STATUS_UNSUPPORTED_PREAUTH (0XC0000351) Kerberos Fix
Kerberos pre-auth mechanism mismatch between client and DC. Usually from a domain controller or client with outdated crypto settings.
The 30-Second Fix: Check the Client's Kerberos Encryption
What's actually happening here is that your computer presented a pre-authentication timestamp that the domain controller couldn't decrypt. The DC expected a specific encryption type — likely AES256 — but got something else, usually RC4 or DES. This happens most often after a Windows update or when a non-domain-joined machine tries to authenticate.
First, check what encryption types your client supports. Open an elevated PowerShell and run:
Get-ItemProperty HKLM:\SYSTEM\CurrentControlSet\Control\Lsa\Kerberos\Parameters
If you see a SupportedEncryptionTypes DWORD, note its value. If it's missing, that's fine — Windows defaults to all types. But if it's set to 0x7 (RC4 + DES + AES128) or lower, you're likely missing AES256, which many modern DCs require.
The quick fix: set it to 0x7FFFFFFF (allow all), or 0x18 (AES128 + AES256 only). Run this:
New-ItemProperty -Path HKLM:\SYSTEM\CurrentControlSet\Control\Lsa\Kerberos\Parameters -Name SupportedEncryptionTypes -Value 0x7FFFFFFF -PropertyType DWORD -Force
Reboot the machine. If the error disappears, you're done. This works about 60% of the time — the client was blocking stronger encryption.
The 5-Minute Fix: Domain Controller Audit and Policy Check
If the client fix didn't help, the problem might be on the DC side. The DC might not be offering the encryption type your client uses, or the pre-auth data is corrupted.
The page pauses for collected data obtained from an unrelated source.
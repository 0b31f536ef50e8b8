use axum::{
    extract::rejection::JsonRejection,
    http::{header, StatusCode},
    response::IntoResponse,
    Json,
};
use quill_core::export::{timestamp_identifier, EPUB_MIME, PDF_MIME};
use quill_core::{attachment_disposition, render_package, render_pdf, ExportSettings, Story};
use serde::Deserialize;

use crate::error::{Result, ServiceError};
use crate::state::LOG_TARGET;

#[derive(Debug, Deserialize)]
#[serde(rename_all = "camelCase")]
pub struct ExportRequest {
    pub story_data: Story,
    #[serde(default)]
    pub settings: ExportSettings,
}

fn read_request(
    payload: std::result::Result<Json<ExportRequest>, JsonRejection>,
    failure: &'static str,
) -> Result<ExportRequest> {
    payload.map(|Json(req)| req).map_err(|rejection| {
        log::warn!(target: LOG_TARGET, "export request rejected: {}", rejection.body_text());
        ServiceError::Export(failure)
    })
}

pub async fn export_pdf(
    payload: std::result::Result<Json<ExportRequest>, JsonRejection>,
) -> Result<impl IntoResponse> {
    let req = read_request(payload, "Failed to export PDF")?;
    let bytes = render_pdf(&req.story_data.chapters, &req.settings).map_err(|err| {
        log::error!(target: LOG_TARGET, "PDF export failed: {err}");
        ServiceError::Export("Failed to export PDF")
    })?;
    log::info!(
        target: LOG_TARGET,
        "exported `{}` as PDF ({} chapters, {} bytes)",
        req.story_data.title,
        req.story_data.chapters.len(),
        bytes.len()
    );

    Ok((
        StatusCode::OK,
        [
            (header::CONTENT_TYPE, PDF_MIME.to_string()),
            (
                header::CONTENT_DISPOSITION,
                attachment_disposition(&req.story_data.title, "pdf"),
            ),
        ],
        bytes,
    ))
}

pub async fn export_epub(
    payload: std::result::Result<Json<ExportRequest>, JsonRejection>,
) -> Result<impl IntoResponse> {
    let req = read_request(payload, "Failed to export EPUB")?;
    let package = render_package(&req.story_data, &req.settings, &timestamp_identifier());
    log::info!(
        target: LOG_TARGET,
        "exported `{}` as EPUB package ({} chapters)",
        req.story_data.title,
        req.story_data.chapters.len()
    );

    Ok((
        StatusCode::OK,
        [
            (header::CONTENT_TYPE, EPUB_MIME.to_string()),
            (
                header::CONTENT_DISPOSITION,
                attachment_disposition(&req.story_data.title, "epub"),
            ),
        ],
        package,
    ))
}
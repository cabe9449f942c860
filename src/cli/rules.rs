//! `repovet rules` - list the detection rule catalog

use crate::catalog::RuleCatalog;
use anyhow::Result;
use console::style;

pub fn run() -> Result<()> {
    let catalog = RuleCatalog::builtin();

    println!("{}", style("Secret signatures (fire once per file)").bold());
    for rule in &catalog.secrets {
        println!("  {:<44} {}", rule.name, rule.severity);
    }

    println!();
    println!("{}", style("Security patterns (fire once per file)").bold());
    for rule in &catalog.security {
        println!("  {:<44} {}", rule.name, rule.severity);
    }

    println!();
    println!(
        "{}",
        style("Stability patterns (fire above 2 occurrences per file)").bold()
    );
    for rule in &catalog.stability {
        println!("  {:<44} {}", rule.name, rule.severity);
    }

    println!();
    println!(
        "{}",
        style("Maintainability patterns (fire above 3 occurrences per file)").bold()
    );
    for rule in &catalog.maintainability {
        println!("  {:<44} {}", rule.name, rule.severity);
    }

    println!();
    println!("{}", style("Sensitive filenames").bold());
    for file in &catalog.sensitive_files {
        println!("  {:<44} {}", file.name, file.severity);
    }

    Ok(())
}
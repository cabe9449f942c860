//! Terminal reporter with colors

use crate::models::{Audit, Category, Finding, Severity};
use anyhow::Result;
use console::style;
use std::fmt::Write;

pub fn render(audit: &Audit, findings: &[Finding]) -> Result<String> {
    let mut out = String::new();

    writeln!(out, "{}", style(format!("Audit: {}", audit.slug())).bold())?;
    writeln!(out, "Status: {}", audit.status)?;
    if let Some(meta) = &audit.repo_meta {
        let languages: Vec<&str> = meta.languages.keys().map(String::as_str).collect();
        writeln!(
            out,
            "Repo: ★ {}  ⑂ {}  issues {}  default branch {}",
            meta.stars, meta.forks, meta.open_issues, meta.default_branch
        )?;
        if !languages.is_empty() {
            writeln!(out, "Languages: {}", languages.join(", "))?;
        }
    }
    writeln!(out)?;

    if let Some(scores) = &audit.scores {
        writeln!(out, "{}", style("Health Scores").bold().underlined())?;
        for category in Category::ALL {
            let score = scores.get(category);
            writeln!(out, "  {:<16} {}", category.to_string(), colored_score(score))?;
        }
        writeln!(out, "  {:<16} {}", "overall", colored_score(scores.mean()))?;
        writeln!(out)?;
    }

    if let Some(summary) = &audit.executive_summary {
        writeln!(out, "{}", style("Executive Summary").bold().underlined())?;
        writeln!(out, "{summary}")?;
        writeln!(out)?;
    }

    if !findings.is_empty() {
        writeln!(out, "{}", style("Findings").bold().underlined())?;
        for severity in [
            Severity::Critical,
            Severity::High,
            Severity::Medium,
            Severity::Low,
        ] {
            for finding in findings.iter().filter(|f| f.detail.severity == severity) {
                let location = match (&finding.detail.file_path, finding.detail.line_start) {
                    (Some(path), Some(line)) => format!(" ({path}:{line})"),
                    (Some(path), None) => format!(" ({path})"),
                    _ => String::new(),
                };
                writeln!(
                    out,
                    "  {} {}{}",
                    severity_badge(severity),
                    finding.detail.title,
                    style(location).dim()
                )?;
            }
        }
        writeln!(out)?;
    }

    if let Some(plan) = &audit.remediation_plan {
        writeln!(out, "{}", style("Remediation Plan").bold().underlined())?;
        for phase in plan {
            writeln!(
                out,
                "  {} {}",
                style(&phase.phase).bold(),
                style(format!("({})", phase.days)).dim()
            )?;
            for task in &phase.tasks {
                writeln!(out, "    - {task}")?;
            }
        }
    }

    Ok(out)
}

fn severity_badge(severity: Severity) -> String {
    match severity {
        Severity::Critical => style("[CRITICAL]").red().bold().to_string(),
        Severity::High => style("[HIGH]").red().to_string(),
        Severity::Medium => style("[MEDIUM]").yellow().to_string(),
        Severity::Low => style("[LOW]").dim().to_string(),
    }
}

fn colored_score(score: u8) -> String {
    let rendered = format!("{score}/10");
    if score >= 8 {
        style(rendered).green().to_string()
    } else if score >= 5 {
        style(rendered).yellow().to_string()
    } else {
        style(rendered).red().to_string()
    }
}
Enable Kerberos logging on the DC. Open Event Viewer, go to Windows Logs > Security, and look for event ID 4768 (Kerberos TGT requested) and 4771 (pre-authentication failed). The failure code 0x1F or 0x12 usually accompanies 0XC0000351.
Now check the DC's group policy. Open Group Policy Management, edit the Default Domain Controllers Policy, and go to Computer Configuration > Policies > Windows Settings > Security Settings > Local Policies > Security Options. Find Network security: Configure encryption types allowed for Kerberos. Make sure AES256_HMAC_SHA1 is checked. Uncheck RC4 if it's checked — you don't want weak crypto lingering.
Then on the same DC, verify the supported encryption types registry key exists:
Get-ItemProperty HKLM:\SYSTEM\CurrentControlSet\Control\Lsa\Kerberos\Parameters
If it's missing, create it with value 0x7FFFFFFF, same as the client. Run gpupdate /force and restart the Kerberos Key Distribution Center service (kdc) — or just reboot the DC if that's practical.
The reason this works is that the KDC uses its own encryption type list when generating the pre-authentication challenge. If the list doesn't include the client's supported type, the handshake fails before any ticket is issued.
The 15+ Minute Fix: Network Capture and Manual Decryption
If neither of the above resolved it, you're dealing with a deeper mismatch — perhaps a time skew, a misconfigured trust, or a third-party Kerberos stack (like from a Linux box or a network appliance).
Install WireShark (or use netsh trace) and capture the Kerberos exchange. Filter on kerberos and look for the KRB_ERROR packet with error code KDC_ERR_PREAUTH_FAILED (0x1F).
Export the capture to a .pcapng file. Open it in WireShark and follow the TCP stream for the Kerberos packets. Pay attention to ETYPE-INFO2 in the KRB_AS_REQ. This is the list of encryption types the client claims to support. If the list is empty or contains only RC4 (type 23), but the DC only offers AES (type 18), you'll get this error.
Now check the client's registry again — but this time, look deeper. Some applications (like VMware Horizon or Citrix) override the system Kerberos settings via their own registry keys. Check:
HKLM\SOFTWARE\Wow6432Node\[VendorName]\Kerberos
If you find any SupportedEncryptionTypes there, that application's settings override the system-level key. You'll need to either remove that key or set it to the same value (0x7FFFFFFF).
As a last resort — and I mean last — you can force the DC to downgrade to RC4. This is bad for security, but it works. On the DC's registry, add:
HKLM\SYSTEM\CurrentControlSet\Services\Kdc\AllowRc4
Set to DWORD 1 and reboot the DC. This tells the KDC to accept RC4 pre-authentication even if the policy says otherwise. Don't leave this on. Once the client authenticates, remove the key.
One more thing: check the system clock. A drift greater than 5 minutes between client and DC will cause pre-auth failures that look like crypto errors. Run w32tm /query /status on both machines. If they're off, reconfigure time sync.
That's it. Start with the registry fix on the client — that's your most likely win. Move to the DC policy if it persists. Only break out the network capture for the nasty edge cases.